(Stored items)
┄┄┄┄┄┄┄┄┄┄┄┄┄┄┄┄┄┄┄┄

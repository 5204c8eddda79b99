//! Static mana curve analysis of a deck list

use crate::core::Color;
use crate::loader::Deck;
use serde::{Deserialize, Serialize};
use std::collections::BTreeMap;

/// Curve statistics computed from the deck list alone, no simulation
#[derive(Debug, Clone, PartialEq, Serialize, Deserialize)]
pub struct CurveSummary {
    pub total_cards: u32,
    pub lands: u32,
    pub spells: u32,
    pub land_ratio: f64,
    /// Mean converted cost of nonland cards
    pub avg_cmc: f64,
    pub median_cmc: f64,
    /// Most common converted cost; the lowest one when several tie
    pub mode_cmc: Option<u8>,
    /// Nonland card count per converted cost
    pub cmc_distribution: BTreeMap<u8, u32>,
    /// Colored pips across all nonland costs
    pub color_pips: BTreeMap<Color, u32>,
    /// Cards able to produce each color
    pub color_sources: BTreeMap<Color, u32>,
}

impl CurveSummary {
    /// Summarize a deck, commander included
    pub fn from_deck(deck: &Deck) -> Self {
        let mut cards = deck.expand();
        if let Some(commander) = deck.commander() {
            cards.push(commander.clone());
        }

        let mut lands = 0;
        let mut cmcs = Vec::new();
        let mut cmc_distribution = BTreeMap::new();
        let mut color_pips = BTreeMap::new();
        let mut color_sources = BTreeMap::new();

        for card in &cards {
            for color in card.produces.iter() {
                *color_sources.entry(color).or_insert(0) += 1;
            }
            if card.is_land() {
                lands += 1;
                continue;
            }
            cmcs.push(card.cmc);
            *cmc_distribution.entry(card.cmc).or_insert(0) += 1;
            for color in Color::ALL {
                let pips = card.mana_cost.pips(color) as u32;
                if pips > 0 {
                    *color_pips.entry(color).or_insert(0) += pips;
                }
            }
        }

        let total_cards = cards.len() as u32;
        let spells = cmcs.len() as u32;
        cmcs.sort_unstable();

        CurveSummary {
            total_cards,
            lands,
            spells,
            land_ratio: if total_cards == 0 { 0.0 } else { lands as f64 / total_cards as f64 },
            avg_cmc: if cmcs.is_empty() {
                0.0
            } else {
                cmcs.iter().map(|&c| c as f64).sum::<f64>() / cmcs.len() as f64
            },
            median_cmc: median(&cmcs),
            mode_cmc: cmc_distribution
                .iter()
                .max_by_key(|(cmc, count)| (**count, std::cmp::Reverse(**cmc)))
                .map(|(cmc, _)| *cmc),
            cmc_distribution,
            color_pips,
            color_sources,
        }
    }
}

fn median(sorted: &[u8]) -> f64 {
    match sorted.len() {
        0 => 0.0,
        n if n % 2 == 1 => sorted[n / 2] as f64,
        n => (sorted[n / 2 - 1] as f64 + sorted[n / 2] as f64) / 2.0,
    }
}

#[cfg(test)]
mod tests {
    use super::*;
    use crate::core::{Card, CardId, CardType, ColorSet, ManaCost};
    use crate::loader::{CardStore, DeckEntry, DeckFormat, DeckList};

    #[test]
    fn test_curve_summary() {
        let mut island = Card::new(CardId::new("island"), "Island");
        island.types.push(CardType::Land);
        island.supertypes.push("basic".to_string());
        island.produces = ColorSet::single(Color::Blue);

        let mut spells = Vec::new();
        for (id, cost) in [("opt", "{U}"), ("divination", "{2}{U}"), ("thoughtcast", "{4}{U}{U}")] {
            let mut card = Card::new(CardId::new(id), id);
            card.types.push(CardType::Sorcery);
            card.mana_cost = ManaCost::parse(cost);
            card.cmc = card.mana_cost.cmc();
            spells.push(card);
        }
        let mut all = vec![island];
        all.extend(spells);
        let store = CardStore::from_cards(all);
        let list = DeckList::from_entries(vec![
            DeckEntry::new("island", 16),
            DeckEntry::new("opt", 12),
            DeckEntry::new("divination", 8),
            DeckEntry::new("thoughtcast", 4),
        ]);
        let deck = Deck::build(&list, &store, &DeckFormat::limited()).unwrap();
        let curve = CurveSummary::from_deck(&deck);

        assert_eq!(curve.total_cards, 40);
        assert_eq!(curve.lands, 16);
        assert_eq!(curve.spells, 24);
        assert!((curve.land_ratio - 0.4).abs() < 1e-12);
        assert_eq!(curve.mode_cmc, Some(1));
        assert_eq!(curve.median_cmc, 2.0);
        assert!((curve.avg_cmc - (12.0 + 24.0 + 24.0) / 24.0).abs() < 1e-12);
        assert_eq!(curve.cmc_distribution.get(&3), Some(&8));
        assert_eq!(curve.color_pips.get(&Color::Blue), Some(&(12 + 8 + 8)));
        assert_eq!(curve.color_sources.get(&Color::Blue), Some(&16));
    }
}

┄┄┄┄┄┄┄┄┄┄┄┄┄┄┄┄┄┄┄┄

What to produce:
Of the lines above, extract only those from the line with "let mut lands = 0;" to the line with "cmcs.push(card.cmc);", both included, exactly as written.

Response box:
        let mut lands = 0;
        let mut cmcs = Vec::new();
        let mut cmc_distribution = BTreeMap::new();
        let mut color_pips = BTreeMap::new();
        let mut color_sources = BTreeMap::new();

        for card in &cards {
            for color in card.produces.iter() {
                *color_sources.entry(color).or_insert(0) += 1;
            }
            if card.is_land() {
                lands += 1;
                continue;
            }
            cmcs.push(card.cmc);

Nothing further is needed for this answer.